→ Requirement: Show each line of the entries below in which the word "UlidGenerator" appears.

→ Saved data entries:
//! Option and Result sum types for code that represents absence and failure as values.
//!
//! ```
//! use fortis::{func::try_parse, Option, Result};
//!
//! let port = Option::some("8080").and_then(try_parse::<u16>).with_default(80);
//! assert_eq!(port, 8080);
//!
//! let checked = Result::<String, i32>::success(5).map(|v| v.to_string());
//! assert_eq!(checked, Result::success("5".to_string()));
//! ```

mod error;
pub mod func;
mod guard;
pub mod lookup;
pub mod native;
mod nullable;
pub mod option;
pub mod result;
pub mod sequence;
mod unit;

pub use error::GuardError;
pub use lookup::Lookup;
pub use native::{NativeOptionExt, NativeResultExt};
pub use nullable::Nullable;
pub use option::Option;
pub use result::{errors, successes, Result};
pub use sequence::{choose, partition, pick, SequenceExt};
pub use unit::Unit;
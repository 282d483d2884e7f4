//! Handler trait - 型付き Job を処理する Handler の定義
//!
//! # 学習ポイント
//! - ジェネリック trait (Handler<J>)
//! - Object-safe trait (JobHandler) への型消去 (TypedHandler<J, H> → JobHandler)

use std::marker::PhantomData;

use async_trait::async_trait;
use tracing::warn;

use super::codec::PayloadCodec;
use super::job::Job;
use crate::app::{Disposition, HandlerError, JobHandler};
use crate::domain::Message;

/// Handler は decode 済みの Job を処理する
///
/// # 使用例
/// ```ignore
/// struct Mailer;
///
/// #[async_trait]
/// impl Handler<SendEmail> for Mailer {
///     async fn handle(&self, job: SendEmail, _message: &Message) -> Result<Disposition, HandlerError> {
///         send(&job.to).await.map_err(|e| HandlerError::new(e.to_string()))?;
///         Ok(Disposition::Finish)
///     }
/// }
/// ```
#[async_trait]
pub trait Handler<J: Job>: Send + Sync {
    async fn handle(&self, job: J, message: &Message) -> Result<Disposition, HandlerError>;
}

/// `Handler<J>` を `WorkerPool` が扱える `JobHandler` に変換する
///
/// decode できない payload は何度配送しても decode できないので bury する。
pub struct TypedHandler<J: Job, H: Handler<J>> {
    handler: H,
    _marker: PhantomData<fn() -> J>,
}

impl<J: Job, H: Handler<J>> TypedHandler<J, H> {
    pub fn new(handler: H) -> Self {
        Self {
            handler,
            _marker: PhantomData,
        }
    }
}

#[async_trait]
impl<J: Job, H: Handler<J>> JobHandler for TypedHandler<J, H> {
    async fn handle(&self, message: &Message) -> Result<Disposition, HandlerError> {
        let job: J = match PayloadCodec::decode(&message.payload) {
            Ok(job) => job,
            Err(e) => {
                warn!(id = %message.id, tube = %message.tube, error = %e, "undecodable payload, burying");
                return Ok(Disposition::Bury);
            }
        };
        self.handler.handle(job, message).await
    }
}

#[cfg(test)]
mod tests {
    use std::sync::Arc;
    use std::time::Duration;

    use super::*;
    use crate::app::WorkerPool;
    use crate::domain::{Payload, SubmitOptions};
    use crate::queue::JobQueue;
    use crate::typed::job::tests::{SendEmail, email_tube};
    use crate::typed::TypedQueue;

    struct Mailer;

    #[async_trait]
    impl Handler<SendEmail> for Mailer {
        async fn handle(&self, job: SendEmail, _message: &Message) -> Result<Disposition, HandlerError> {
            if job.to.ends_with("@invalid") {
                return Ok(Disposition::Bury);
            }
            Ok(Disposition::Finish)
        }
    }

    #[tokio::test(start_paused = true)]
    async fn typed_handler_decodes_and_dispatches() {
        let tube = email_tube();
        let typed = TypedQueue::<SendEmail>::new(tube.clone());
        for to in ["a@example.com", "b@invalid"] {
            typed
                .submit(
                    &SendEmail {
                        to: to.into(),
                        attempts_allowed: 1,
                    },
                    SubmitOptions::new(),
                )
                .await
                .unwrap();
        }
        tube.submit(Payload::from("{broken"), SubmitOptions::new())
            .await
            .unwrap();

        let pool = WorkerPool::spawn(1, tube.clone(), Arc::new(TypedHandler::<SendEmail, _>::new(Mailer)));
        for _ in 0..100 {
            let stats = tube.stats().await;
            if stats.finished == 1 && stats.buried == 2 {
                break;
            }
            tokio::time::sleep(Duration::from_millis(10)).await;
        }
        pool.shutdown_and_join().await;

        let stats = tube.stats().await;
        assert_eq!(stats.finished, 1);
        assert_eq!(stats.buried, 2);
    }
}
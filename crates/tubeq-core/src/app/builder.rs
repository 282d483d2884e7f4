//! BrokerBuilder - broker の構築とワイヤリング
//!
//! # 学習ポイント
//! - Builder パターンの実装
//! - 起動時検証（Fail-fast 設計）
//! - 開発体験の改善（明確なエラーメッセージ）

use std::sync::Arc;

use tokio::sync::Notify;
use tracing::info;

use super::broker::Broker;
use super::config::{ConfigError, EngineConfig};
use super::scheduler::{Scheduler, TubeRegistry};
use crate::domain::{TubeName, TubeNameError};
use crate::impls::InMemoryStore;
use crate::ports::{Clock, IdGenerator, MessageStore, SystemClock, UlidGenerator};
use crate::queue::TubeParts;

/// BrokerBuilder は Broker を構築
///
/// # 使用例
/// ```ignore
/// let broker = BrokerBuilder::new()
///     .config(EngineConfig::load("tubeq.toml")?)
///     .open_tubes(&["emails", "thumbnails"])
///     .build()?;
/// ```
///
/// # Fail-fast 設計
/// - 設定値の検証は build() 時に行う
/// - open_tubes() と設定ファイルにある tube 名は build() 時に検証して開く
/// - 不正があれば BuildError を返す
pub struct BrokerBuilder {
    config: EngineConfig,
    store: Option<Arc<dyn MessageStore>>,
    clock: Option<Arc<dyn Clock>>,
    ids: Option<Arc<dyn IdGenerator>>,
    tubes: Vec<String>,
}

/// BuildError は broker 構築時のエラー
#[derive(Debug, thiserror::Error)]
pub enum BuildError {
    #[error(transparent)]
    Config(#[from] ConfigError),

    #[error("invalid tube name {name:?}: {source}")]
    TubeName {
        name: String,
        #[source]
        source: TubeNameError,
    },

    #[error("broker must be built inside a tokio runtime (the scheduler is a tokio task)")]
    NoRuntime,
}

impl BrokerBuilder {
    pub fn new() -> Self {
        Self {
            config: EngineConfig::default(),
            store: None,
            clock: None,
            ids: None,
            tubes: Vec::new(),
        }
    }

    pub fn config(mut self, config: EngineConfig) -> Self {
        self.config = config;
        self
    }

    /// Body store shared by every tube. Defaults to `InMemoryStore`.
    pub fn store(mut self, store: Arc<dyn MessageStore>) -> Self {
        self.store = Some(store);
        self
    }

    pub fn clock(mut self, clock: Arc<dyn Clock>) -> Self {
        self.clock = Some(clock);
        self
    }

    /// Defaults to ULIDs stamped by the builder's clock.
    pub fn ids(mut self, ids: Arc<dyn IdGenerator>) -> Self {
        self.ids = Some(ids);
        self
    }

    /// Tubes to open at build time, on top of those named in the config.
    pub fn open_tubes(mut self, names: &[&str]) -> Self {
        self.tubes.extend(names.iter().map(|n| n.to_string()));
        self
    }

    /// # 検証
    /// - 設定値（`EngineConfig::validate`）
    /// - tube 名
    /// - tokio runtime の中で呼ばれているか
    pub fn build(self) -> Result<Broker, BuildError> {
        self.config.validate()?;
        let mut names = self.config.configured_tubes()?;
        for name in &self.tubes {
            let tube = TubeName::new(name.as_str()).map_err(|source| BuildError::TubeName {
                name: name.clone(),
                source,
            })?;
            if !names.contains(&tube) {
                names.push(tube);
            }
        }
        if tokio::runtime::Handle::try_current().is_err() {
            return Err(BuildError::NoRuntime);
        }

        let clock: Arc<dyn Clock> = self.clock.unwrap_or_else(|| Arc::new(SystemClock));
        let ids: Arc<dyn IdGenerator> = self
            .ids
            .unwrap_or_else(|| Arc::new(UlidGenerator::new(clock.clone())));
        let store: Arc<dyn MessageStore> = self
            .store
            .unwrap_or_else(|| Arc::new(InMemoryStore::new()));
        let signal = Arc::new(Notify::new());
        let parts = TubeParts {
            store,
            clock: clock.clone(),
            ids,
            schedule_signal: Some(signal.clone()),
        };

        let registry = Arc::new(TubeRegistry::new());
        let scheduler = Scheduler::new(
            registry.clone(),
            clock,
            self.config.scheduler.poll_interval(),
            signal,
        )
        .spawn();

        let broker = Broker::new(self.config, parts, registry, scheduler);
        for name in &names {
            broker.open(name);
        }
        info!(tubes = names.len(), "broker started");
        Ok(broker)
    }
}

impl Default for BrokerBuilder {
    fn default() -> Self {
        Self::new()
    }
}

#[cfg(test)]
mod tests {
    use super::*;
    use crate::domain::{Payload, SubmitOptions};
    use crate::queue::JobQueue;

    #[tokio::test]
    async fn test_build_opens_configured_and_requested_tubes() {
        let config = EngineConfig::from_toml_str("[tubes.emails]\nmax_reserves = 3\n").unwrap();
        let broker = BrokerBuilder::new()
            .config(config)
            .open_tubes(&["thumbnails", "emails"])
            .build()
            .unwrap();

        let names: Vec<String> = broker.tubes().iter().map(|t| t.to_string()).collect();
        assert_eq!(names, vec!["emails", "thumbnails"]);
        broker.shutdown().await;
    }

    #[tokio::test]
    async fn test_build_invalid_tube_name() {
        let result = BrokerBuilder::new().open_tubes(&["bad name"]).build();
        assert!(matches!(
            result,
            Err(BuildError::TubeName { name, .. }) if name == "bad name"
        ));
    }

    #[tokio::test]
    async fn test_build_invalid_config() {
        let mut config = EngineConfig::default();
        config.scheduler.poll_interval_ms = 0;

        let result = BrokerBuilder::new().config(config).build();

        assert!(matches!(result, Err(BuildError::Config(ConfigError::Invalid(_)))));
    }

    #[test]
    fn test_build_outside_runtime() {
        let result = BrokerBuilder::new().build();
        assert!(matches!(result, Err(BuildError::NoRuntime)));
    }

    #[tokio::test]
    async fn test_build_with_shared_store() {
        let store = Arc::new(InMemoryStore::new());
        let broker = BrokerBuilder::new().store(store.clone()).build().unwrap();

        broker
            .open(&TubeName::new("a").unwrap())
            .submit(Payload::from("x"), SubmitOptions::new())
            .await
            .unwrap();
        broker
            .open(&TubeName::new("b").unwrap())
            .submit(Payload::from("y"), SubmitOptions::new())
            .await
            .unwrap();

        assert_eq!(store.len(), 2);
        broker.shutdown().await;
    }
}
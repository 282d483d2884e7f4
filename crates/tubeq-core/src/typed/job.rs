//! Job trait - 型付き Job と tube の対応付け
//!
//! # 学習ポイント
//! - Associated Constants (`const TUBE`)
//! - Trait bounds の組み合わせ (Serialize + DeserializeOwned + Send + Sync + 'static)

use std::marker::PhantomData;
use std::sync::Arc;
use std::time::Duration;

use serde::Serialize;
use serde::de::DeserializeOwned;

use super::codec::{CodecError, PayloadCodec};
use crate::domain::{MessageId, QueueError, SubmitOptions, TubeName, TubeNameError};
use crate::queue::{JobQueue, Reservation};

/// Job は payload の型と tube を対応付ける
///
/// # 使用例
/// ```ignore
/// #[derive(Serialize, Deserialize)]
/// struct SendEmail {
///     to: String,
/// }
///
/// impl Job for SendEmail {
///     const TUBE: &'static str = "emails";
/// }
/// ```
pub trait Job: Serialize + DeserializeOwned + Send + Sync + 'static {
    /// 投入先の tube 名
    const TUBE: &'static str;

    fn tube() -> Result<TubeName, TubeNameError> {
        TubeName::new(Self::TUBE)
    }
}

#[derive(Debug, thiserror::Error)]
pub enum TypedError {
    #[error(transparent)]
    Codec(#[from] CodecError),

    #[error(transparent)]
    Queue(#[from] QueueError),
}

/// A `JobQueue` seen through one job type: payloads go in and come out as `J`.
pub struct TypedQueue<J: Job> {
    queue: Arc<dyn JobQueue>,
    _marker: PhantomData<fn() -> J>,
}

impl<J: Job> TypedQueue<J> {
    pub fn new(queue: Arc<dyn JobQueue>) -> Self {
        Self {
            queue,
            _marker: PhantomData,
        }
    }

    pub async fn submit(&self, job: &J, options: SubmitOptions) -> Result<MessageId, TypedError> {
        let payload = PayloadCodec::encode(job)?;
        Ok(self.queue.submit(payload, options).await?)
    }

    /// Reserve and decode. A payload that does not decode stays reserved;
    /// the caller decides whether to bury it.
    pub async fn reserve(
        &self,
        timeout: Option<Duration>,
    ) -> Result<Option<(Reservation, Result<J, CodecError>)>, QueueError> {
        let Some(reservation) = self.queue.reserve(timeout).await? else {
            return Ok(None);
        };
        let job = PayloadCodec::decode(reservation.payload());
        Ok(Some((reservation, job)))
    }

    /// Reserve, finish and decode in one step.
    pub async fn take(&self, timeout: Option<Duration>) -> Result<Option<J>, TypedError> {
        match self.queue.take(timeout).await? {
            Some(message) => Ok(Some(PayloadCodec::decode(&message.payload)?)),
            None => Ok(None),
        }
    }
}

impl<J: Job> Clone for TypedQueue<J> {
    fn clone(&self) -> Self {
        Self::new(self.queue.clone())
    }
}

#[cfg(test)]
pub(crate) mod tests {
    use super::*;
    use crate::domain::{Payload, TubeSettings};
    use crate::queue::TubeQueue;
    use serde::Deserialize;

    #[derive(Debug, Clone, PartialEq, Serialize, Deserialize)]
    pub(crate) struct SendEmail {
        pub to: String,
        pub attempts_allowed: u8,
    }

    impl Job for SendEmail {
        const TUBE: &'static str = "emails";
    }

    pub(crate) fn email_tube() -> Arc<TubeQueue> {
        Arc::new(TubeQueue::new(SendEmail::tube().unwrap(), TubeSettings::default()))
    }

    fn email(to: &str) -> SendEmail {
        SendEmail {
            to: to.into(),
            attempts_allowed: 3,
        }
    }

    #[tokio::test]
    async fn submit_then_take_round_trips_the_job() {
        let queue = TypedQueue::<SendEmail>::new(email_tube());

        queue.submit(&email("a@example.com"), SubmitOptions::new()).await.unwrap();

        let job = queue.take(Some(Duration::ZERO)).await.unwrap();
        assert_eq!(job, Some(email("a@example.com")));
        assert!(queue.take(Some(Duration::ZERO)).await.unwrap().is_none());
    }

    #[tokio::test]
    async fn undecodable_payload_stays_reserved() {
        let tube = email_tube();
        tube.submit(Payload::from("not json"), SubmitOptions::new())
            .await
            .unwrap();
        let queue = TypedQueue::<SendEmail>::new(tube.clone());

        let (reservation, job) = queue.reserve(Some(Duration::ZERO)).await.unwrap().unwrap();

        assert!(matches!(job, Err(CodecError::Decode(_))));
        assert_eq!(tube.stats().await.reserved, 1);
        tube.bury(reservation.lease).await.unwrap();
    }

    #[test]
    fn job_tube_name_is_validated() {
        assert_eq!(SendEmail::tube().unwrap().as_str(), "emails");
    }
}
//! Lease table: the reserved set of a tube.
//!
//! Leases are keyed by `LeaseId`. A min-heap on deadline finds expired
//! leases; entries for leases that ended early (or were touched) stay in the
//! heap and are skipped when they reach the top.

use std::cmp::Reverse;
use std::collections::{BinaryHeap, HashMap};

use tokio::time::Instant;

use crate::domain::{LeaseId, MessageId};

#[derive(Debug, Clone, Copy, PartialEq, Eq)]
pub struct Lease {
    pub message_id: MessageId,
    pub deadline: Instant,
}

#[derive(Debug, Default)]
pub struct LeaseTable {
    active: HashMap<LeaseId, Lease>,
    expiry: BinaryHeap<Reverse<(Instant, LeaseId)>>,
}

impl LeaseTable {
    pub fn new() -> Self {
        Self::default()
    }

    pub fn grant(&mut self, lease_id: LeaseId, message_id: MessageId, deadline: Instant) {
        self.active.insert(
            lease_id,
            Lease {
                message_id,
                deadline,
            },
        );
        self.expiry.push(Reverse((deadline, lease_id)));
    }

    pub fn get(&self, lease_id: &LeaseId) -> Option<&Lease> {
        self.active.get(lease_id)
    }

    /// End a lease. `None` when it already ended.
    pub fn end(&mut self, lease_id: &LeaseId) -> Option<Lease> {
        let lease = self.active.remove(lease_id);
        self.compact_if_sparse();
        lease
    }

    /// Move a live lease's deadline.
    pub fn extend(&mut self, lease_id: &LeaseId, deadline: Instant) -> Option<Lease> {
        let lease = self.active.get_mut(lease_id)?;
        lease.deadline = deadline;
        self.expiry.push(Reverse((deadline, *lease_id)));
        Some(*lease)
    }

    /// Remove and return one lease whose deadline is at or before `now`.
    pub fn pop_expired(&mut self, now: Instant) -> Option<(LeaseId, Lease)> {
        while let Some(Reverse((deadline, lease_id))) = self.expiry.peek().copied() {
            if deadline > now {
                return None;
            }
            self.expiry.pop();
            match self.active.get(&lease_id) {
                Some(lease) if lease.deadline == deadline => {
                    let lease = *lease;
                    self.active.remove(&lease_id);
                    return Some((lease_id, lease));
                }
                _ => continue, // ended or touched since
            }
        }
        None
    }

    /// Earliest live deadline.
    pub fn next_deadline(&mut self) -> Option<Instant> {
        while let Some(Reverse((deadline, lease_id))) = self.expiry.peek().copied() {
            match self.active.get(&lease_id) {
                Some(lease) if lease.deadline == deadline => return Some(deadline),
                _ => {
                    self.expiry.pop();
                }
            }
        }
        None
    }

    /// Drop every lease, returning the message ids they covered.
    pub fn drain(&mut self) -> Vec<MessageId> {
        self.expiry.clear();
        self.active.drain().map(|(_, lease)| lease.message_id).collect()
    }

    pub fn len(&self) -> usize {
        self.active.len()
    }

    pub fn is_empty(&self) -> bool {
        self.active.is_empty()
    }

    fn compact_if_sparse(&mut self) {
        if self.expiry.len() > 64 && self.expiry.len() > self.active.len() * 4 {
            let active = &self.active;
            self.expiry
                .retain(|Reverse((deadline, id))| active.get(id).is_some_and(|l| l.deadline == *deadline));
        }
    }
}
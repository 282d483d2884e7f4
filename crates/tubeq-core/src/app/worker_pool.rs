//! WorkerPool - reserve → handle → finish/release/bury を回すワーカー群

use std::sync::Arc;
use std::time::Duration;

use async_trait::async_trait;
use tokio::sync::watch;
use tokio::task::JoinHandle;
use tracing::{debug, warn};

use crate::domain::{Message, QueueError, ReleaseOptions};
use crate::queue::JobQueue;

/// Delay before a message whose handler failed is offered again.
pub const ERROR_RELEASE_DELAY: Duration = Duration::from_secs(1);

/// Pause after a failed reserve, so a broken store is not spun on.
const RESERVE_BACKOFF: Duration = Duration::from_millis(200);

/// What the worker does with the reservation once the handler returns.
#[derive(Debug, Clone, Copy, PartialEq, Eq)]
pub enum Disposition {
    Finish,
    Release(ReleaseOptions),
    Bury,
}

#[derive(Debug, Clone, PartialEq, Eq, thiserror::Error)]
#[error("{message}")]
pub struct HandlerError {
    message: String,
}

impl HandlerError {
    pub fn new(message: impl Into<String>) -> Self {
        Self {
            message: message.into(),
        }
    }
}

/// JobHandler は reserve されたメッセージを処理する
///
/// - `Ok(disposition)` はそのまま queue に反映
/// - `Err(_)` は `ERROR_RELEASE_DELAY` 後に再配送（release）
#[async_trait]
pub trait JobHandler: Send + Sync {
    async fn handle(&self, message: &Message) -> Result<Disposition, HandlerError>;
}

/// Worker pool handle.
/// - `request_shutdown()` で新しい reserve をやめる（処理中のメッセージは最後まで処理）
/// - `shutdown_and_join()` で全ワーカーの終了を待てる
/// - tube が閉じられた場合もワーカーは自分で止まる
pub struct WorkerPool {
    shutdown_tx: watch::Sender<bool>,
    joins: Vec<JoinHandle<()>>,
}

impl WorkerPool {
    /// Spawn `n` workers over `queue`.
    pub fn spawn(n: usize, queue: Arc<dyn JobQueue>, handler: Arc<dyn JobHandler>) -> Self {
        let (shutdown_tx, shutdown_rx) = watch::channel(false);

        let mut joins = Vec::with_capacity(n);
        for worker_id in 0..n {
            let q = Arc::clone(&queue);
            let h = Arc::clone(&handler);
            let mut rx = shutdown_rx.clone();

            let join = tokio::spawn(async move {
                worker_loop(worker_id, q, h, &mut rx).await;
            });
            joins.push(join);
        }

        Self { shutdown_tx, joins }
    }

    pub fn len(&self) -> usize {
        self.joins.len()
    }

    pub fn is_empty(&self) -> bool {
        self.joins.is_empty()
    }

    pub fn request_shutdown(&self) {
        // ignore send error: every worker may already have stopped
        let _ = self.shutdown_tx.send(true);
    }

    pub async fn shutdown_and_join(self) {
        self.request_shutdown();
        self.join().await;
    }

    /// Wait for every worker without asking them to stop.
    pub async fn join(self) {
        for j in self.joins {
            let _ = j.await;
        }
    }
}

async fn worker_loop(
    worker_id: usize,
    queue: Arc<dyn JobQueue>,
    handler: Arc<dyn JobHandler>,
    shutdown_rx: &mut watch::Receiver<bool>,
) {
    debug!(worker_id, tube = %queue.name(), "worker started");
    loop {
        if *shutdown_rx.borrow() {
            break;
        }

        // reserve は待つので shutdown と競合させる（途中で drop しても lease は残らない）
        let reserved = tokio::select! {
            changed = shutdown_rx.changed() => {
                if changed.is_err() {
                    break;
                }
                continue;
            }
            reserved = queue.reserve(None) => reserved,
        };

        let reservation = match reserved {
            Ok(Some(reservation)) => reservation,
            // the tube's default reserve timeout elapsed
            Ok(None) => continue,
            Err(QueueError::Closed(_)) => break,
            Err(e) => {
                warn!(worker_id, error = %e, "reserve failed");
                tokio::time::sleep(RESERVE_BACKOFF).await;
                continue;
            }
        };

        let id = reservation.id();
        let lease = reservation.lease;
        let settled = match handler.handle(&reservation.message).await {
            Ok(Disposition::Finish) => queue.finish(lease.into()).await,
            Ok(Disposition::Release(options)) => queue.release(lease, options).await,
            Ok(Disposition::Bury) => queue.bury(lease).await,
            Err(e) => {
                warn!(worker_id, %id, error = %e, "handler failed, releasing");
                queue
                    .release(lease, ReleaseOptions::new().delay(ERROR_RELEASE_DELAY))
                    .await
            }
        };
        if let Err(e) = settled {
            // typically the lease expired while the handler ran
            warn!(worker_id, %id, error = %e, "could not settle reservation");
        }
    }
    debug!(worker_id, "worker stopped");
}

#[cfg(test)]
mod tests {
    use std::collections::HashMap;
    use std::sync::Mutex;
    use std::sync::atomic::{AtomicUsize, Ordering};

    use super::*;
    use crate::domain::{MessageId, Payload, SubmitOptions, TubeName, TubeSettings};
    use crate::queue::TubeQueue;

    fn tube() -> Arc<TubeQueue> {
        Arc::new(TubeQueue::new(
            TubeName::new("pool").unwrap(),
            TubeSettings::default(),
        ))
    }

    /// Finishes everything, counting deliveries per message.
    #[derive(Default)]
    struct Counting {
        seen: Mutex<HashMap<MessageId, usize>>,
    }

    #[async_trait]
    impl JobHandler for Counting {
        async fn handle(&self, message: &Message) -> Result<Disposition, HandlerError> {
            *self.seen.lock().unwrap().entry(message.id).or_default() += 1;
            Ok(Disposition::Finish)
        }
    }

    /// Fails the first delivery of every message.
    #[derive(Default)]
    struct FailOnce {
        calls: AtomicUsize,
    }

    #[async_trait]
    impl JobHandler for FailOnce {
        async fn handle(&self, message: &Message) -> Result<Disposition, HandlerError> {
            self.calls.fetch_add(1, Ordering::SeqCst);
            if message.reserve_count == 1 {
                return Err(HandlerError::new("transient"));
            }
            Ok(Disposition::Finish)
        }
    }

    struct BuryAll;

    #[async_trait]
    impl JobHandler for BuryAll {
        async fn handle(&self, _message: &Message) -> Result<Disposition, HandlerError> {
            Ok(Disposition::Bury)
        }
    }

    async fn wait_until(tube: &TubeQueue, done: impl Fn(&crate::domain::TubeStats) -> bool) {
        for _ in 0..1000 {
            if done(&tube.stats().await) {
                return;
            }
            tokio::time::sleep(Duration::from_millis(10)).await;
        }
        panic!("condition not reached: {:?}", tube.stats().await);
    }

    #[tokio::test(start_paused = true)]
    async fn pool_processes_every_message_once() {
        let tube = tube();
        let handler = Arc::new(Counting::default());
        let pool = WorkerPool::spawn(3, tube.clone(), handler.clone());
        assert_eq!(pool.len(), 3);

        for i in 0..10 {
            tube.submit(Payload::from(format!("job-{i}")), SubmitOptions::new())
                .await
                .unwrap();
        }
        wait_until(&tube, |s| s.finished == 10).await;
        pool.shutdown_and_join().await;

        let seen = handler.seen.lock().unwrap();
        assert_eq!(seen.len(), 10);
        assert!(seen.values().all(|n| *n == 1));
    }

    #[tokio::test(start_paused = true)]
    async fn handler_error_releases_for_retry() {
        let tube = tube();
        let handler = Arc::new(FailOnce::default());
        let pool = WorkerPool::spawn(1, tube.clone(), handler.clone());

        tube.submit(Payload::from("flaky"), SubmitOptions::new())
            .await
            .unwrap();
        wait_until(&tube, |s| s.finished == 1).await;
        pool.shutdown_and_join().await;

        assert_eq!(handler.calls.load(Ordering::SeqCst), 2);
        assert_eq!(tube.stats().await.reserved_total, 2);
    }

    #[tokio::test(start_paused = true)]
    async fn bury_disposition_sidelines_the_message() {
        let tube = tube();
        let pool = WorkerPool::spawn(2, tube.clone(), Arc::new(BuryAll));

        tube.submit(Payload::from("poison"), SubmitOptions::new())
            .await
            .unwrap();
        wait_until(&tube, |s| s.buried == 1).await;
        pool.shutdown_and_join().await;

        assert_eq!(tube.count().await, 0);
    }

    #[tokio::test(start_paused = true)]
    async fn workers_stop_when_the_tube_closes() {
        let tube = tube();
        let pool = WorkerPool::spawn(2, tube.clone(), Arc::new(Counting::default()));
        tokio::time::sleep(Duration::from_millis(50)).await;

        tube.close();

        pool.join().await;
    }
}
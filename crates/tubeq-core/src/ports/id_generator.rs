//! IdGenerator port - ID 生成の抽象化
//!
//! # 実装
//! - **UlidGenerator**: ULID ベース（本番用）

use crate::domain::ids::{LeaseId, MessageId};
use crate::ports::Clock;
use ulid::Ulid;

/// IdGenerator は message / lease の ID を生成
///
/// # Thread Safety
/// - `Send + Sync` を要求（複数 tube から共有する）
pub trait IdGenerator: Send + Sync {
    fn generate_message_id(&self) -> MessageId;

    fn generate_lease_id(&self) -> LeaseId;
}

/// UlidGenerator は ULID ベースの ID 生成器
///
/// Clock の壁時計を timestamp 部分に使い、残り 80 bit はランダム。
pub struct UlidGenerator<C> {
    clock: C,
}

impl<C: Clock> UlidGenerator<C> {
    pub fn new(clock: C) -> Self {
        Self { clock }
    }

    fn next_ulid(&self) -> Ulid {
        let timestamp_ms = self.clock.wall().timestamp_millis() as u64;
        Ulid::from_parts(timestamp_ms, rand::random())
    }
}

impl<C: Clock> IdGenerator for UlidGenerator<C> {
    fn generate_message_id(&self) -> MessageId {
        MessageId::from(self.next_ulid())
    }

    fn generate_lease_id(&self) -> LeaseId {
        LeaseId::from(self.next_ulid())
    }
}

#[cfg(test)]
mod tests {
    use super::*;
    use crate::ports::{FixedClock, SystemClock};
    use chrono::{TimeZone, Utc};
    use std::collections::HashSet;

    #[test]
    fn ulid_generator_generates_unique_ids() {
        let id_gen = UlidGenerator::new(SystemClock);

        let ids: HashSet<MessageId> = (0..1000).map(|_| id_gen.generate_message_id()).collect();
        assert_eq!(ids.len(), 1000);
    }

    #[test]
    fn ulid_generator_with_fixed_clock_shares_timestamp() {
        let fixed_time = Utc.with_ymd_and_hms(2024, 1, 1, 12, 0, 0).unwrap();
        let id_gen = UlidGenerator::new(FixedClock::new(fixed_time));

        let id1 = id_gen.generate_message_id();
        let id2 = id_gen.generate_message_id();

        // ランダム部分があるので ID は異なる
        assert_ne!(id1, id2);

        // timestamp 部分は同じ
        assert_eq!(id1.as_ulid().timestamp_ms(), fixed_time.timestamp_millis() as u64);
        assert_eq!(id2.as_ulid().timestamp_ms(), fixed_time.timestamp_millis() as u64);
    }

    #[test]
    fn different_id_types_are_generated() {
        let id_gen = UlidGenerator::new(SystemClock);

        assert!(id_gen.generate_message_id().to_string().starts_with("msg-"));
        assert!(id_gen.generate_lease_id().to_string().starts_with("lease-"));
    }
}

→ The completed task:
use crate::ports::{Clock, IdGenerator, MessageStore, SystemClock, UlidGenerator};
            .unwrap_or_else(|| Arc::new(UlidGenerator::new(clock.clone())));
//! - **UlidGenerator**: ULID ベース（本番用）
/// UlidGenerator は ULID ベースの ID 生成器
pub struct UlidGenerator<C> {
impl<C: Clock> UlidGenerator<C> {
impl<C: Clock> IdGenerator for UlidGenerator<C> {
        let id_gen = UlidGenerator::new(SystemClock);
        let id_gen = UlidGenerator::new(FixedClock::new(fixed_time));
        let id_gen = UlidGenerator::new(SystemClock);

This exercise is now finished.